A message arrived from ancestry accepting a correction I'd lodged some time ago so I checked to see who it was.
As previously advised, I have loaded the basic ancestral tree onto ancestry (suspect the link will only work if you have a sub, or are accessing it via a library), and am adding connected people as I research them and find source data.
So, given the correction was for a connected person, I added them to the tree, added the source I'd previously viewed, and connected them up to the previously loaded common ancestor.
This led me to review where I'd got to with the family of Richard PEARCE and Mary HELSON.
Putting the hints ancestry provided together with checking now more readily available sources, I've finally solved a long standing mystery (to me anyway, others may well have solved it long ago), AND connected up two previously separate branches of my Devon families.

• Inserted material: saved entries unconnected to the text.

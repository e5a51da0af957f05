//! Error returned by a test module's entry point.
//!
//! A module that returns `Err` gets one `fail` result recorded for it and its
//! category moves on to the next module. Only [`ModuleError::is_fatal`]
//! errors abort the whole run.

use k3s_validator_cluster::ClusterError;

#[derive(Debug, thiserror::Error)]
pub enum ModuleError {
    /// A cluster call failed and the module could not continue.
    #[error(transparent)]
    Cluster(#[from] ClusterError),

    /// An external module could not be started or read.
    #[error("external module {path}: {reason}")]
    External { path: String, reason: String },

    /// A precondition the module needs to keep going did not hold.
    #[error("{0}")]
    Aborted(String),
}

impl ModuleError {
    /// Whether the run must stop (the cluster API became unreachable).
    pub fn is_fatal(&self) -> bool {
        match self {
            Self::Cluster(e) => e.is_fatal(),
            _ => false,
        }
    }

    pub fn as_cluster_error(&self) -> Option<&ClusterError> {
        match self {
            Self::Cluster(e) => Some(e),
            _ => None,
        }
    }
}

As I checked off the family of their son Robert, and couldn't find Robert and Elizabeth's son Richard anywhere in Canada after 1871, it dawned on me that I may have solved the mystery about the Mary PEARCE who married John OXENHAM and moved to Michigan.
I now believe I've found the final proof (or sufficient additional circumstantial evidence) that she was indeed the dtr of Richard PEARCE and Mary HELSON.

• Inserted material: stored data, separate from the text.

//! 설정 관리 — k3s-validator.toml 파싱 및 런타임 설정
//!
//! [`ValidatorConfig`]는 모든 섹션의 설정을 담는 최상위 구조체입니다.
//!
//! # 설정 로딩 우선순위
//! 1. CLI 인자 (최고 우선)
//! 2. 환경변수 (`K3S_VALIDATOR_TIMEOUTS_PVC_BOUND_SECS=90` 형식)
//! 3. 설정 파일 (`k3s-validator.toml`)
//! 4. 기본값 (`Default` 구현)
//!
//! # 사용 예시
//! ```no_run
//! # async fn example() -> Result<(), k3s_validator_core::error::ValidatorError> {
//! use k3s_validator_core::config::ValidatorConfig;
//!
//! // 파일에서 로드 + 환경변수 오버라이드
//! let config = ValidatorConfig::load("k3s-validator.toml").await?;
//!
//! // TOML 문자열에서 직접 파싱
//! let config = ValidatorConfig::parse("[timeouts]\npvc_bound_secs = 90")?;
//! # Ok(())
//! # }
//! ```

use std::collections::BTreeMap;
use std::path::Path;
use std::time::Duration;

use serde::{Deserialize, Serialize};
use tracing::warn;

use crate::error::{ConfigError, ValidatorError};
use crate::naming::{MAX_DNS_LABEL_LEN, validate_dns_label};
use crate::types::Category;

/// 네임스페이스 이름에 붙는 `-YYYYMMDD-HHMMSS` 접미사 길이
const NAMESPACE_TIMESTAMP_SUFFIX_LEN: usize = 16;

/// k3s-validator 통합 설정
///
/// `k3s-validator.toml` 파일의 최상위 구조를 나타냅니다.
#[derive(Debug, Clone, Default, Serialize, Deserialize)]
pub struct ValidatorConfig {
    /// 일반 설정
    #[serde(default)]
    pub general: GeneralConfig,
    /// 테스트 픽스처 설정
    #[serde(default)]
    pub fixture: FixtureConfig,
    /// 폴링 및 대기 타임아웃
    #[serde(default)]
    pub timeouts: TimeoutConfig,
    /// 재시도 정책
    #[serde(default)]
    pub retry: RetryConfig,
    /// 모듈 활성화 및 외부 모듈 경로
    #[serde(default)]
    pub modules: ModulesConfig,
    /// 개별 검사 임계값
    #[serde(default)]
    pub checks: ChecksConfig,
    /// 리포트 출력 설정
    #[serde(default)]
    pub report: ReportConfig,
}

impl ValidatorConfig {
    /// TOML 파일에서 설정을 로드하고 환경변수 오버라이드를 적용합니다.
    pub async fn load(path: impl AsRef<Path>) -> Result<Self, ValidatorError> {
        let mut config = Self::from_file(path).await?;
        config.apply_env_overrides();
        config.validate()?;
        Ok(config)
    }

    /// TOML 파일에서 설정을 로드합니다 (환경변수 오버라이드 없음).
    pub async fn from_file(path: impl AsRef<Path>) -> Result<Self, ValidatorError> {
        let path = path.as_ref();
        let content = tokio::fs::read_to_string(path).await.map_err(|e| {
            if e.kind() == std::io::ErrorKind::NotFound {
                ValidatorError::Config(ConfigError::FileNotFound {
                    path: path.display().to_string(),
                })
            } else {
                ValidatorError::Io(e)
            }
        })?;
        let config = Self::parse(&content)?;
        config.validate()?;
        Ok(config)
    }

    /// TOML 문자열에서 설정을 파싱합니다.
    pub fn parse(toml_str: &str) -> Result<Self, ValidatorError> {
        toml::from_str(toml_str).map_err(|e| {
            ValidatorError::Config(ConfigError::ParseFailed {
                reason: e.to_string(),
            })
        })
    }

    /// 환경변수로 설정값을 오버라이드합니다.
    ///
    /// 환경변수 네이밍 규칙: `K3S_VALIDATOR_{SECTION}_{FIELD}`
    pub fn apply_env_overrides(&mut self) {
        // General
        override_string(&mut self.general.log_level, "K3S_VALIDATOR_GENERAL_LOG_LEVEL");
        override_string(
            &mut self.general.log_format,
            "K3S_VALIDATOR_GENERAL_LOG_FORMAT",
        );

        // Fixture
        override_string(
            &mut self.fixture.namespace_prefix,
            "K3S_VALIDATOR_FIXTURE_NAMESPACE_PREFIX",
        );
        override_string(&mut self.fixture.test_image, "K3S_VALIDATOR_FIXTURE_TEST_IMAGE");
        override_string(&mut self.fixture.web_image, "K3S_VALIDATOR_FIXTURE_WEB_IMAGE");

        // Timeouts
        override_u64(
            &mut self.timeouts.poll_interval_secs,
            "K3S_VALIDATOR_TIMEOUTS_POLL_INTERVAL_SECS",
        );
        override_u64(
            &mut self.timeouts.pod_ready_secs,
            "K3S_VALIDATOR_TIMEOUTS_POD_READY_SECS",
        );
        override_u64(
            &mut self.timeouts.pod_completion_secs,
            "K3S_VALIDATOR_TIMEOUTS_POD_COMPLETION_SECS",
        );
        override_u64(
            &mut self.timeouts.pvc_bound_secs,
            "K3S_VALIDATOR_TIMEOUTS_PVC_BOUND_SECS",
        );
        override_u64(
            &mut self.timeouts.deployment_ready_secs,
            "K3S_VALIDATOR_TIMEOUTS_DEPLOYMENT_READY_SECS",
        );
        override_u64(
            &mut self.timeouts.load_balancer_secs,
            "K3S_VALIDATOR_TIMEOUTS_LOAD_BALANCER_SECS",
        );

        // Retry
        override_u32(
            &mut self.retry.max_attempts,
            "K3S_VALIDATOR_RETRY_MAX_ATTEMPTS",
        );
        override_u64(&mut self.retry.backoff_ms, "K3S_VALIDATOR_RETRY_BACKOFF_MS");

        // Modules
        override_string(
            &mut self.modules.external_dir,
            "K3S_VALIDATOR_MODULES_EXTERNAL_DIR",
        );
        override_csv_disabled(
            &mut self.modules.enabled,
            "K3S_VALIDATOR_MODULES_DISABLED",
        );

        // Checks
        override_string(
            &mut self.checks.external_dns_name,
            "K3S_VALIDATOR_CHECKS_EXTERNAL_DNS_NAME",
        );
        override_u64(
            &mut self.checks.api_latency_warn_ms,
            "K3S_VALIDATOR_CHECKS_API_LATENCY_WARN_MS",
        );

        // Report
        override_string(&mut self.report.output, "K3S_VALIDATOR_REPORT_OUTPUT");
    }

    /// 설정값의 유효성을 검증합니다.
    pub fn validate(&self) -> Result<(), ValidatorError> {
        // log_level 검증
        let valid_levels = ["trace", "debug", "info", "warn", "error"];
        if !valid_levels.contains(&self.general.log_level.as_str()) {
            return Err(invalid(
                "general.log_level",
                format!("must be one of: {}", valid_levels.join(", ")),
            ));
        }

        // log_format 검증
        let valid_formats = ["json", "pretty"];
        if !valid_formats.contains(&self.general.log_format.as_str()) {
            return Err(invalid(
                "general.log_format",
                format!("must be one of: {}", valid_formats.join(", ")),
            ));
        }

        // 네임스페이스 접두어는 타임스탬프를 붙여도 DNS label이어야 함
        if let Err(reason) = validate_dns_label(&self.fixture.namespace_prefix) {
            return Err(invalid("fixture.namespace_prefix", reason));
        }
        let max_prefix = MAX_DNS_LABEL_LEN - NAMESPACE_TIMESTAMP_SUFFIX_LEN;
        if self.fixture.namespace_prefix.len() > max_prefix {
            return Err(invalid(
                "fixture.namespace_prefix",
                format!("must be at most {max_prefix} characters"),
            ));
        }

        if self.fixture.test_image.is_empty() || self.fixture.web_image.is_empty() {
            return Err(invalid(
                "fixture.test_image",
                "container images must not be empty".to_owned(),
            ));
        }

        // 타임아웃 검증
        let timeouts = [
            ("timeouts.poll_interval_secs", self.timeouts.poll_interval_secs),
            ("timeouts.pod_ready_secs", self.timeouts.pod_ready_secs),
            ("timeouts.pod_completion_secs", self.timeouts.pod_completion_secs),
            ("timeouts.pvc_bound_secs", self.timeouts.pvc_bound_secs),
            (
                "timeouts.deployment_ready_secs",
                self.timeouts.deployment_ready_secs,
            ),
            ("timeouts.load_balancer_secs", self.timeouts.load_balancer_secs),
        ];
        for (field, value) in timeouts {
            if value == 0 {
                return Err(invalid(field, "must be greater than 0".to_owned()));
            }
        }

        if self.retry.max_attempts == 0 {
            return Err(invalid(
                "retry.max_attempts",
                "must be greater than 0".to_owned(),
            ));
        }

        // 모듈 키 검증: "<category>/<module>"
        for key in self.modules.enabled.keys() {
            let Some((category, module)) = key.split_once('/') else {
                return Err(invalid(
                    "modules.enabled",
                    format!("key '{key}' must have the form '<category>/<module>'"),
                ));
            };
            if let Err(reason) = category.parse::<Category>() {
                return Err(invalid("modules.enabled", reason));
            }
            if module.is_empty() {
                return Err(invalid(
                    "modules.enabled",
                    format!("key '{key}' has an empty module name"),
                ));
            }
        }

        if self.checks.api_throughput_requests == 0 || self.checks.pod_startup_samples == 0 {
            return Err(invalid(
                "checks",
                "sample counts must be greater than 0".to_owned(),
            ));
        }

        Ok(())
    }

    /// 모듈 활성화 여부 (설정에 없으면 활성)
    pub fn module_enabled(&self, category: Category, module: &str) -> bool {
        self.modules
            .enabled
            .get(&format!("{category}/{module}"))
            .copied()
            .unwrap_or(true)
    }
}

John and Mary's dtr Betsy OXENHAM married a Richard H PEARCE/PEARSE/PIERCE, and shortly before their marriage, both had appeared in a Michigan Census as niece/nephew of John & Grace KEAGLE (that's still a mystery for another day).
Richard looked like he might be the son of a Robert & Eliza PEARCE in Belleville by 1851
I didn't have enough additional information at the time I last investigated this.
Coming to the family from a completely different angle this time, I landed on Eliza or Elizabeth CREBER, dtr of John and Ann (WORTH) CREBER as one of the hints ancestry provided and found that at least one tree thought she had married Robert PEARSE and emigrated to Ontario - yes Belleville.
Guess I'll have to re-check the family of John and Ann (WORTH) CREBER however, as I had assumed she had died young, given there was a later baptism in Walkhampton of an Eliza to John and Ann.
Either it's a different John and Ann, OR someone was telling porkies, and the 1829 Eliza is actually a dtr of a dtr? I do admit I was a bit sceptical about adding her to the family, as Ann would be abt 51 by then.
It looks fairly clear that the 1821 Eliza or Elizabeth is indeed the one in Belleville, but I'm basing that mainly on two facts.
A son named Worth in one census (and William in the next), and that they were living next door to a Henry CREBER of an age and birthplace to be her brother Henry CREBER, whom I'd lost in England after a possibly 1841 sighting at Sampford Spiney with what looked like his cousin Richard.
So two found families for the price of one census entry, and the descendants of the HELSON/PEEK/ALGAR families matching up with those of the BARTER/KINGs.

I've updated the CREBER and PEEK/ALGAR descendant charts to include these new twigs, as well as adding assorted source data to them on the ancestry tree which may help others find more, given the variations in the indexing for these surnames:
PIERCE, PEARSE, PEARCE, CREBER, CHEEBER, CHUBER, CREBAR just to name a few I can remember from today.

Next WorldConnect database update will include shifting some of the above people into my main database from LornaPotential, which holds those I've researched in some way and suspect they'll connect, but lack sufficient proof.

Back to the COMBELLACKs next, as Alan has kindly provided a copy of his data for me to work thru.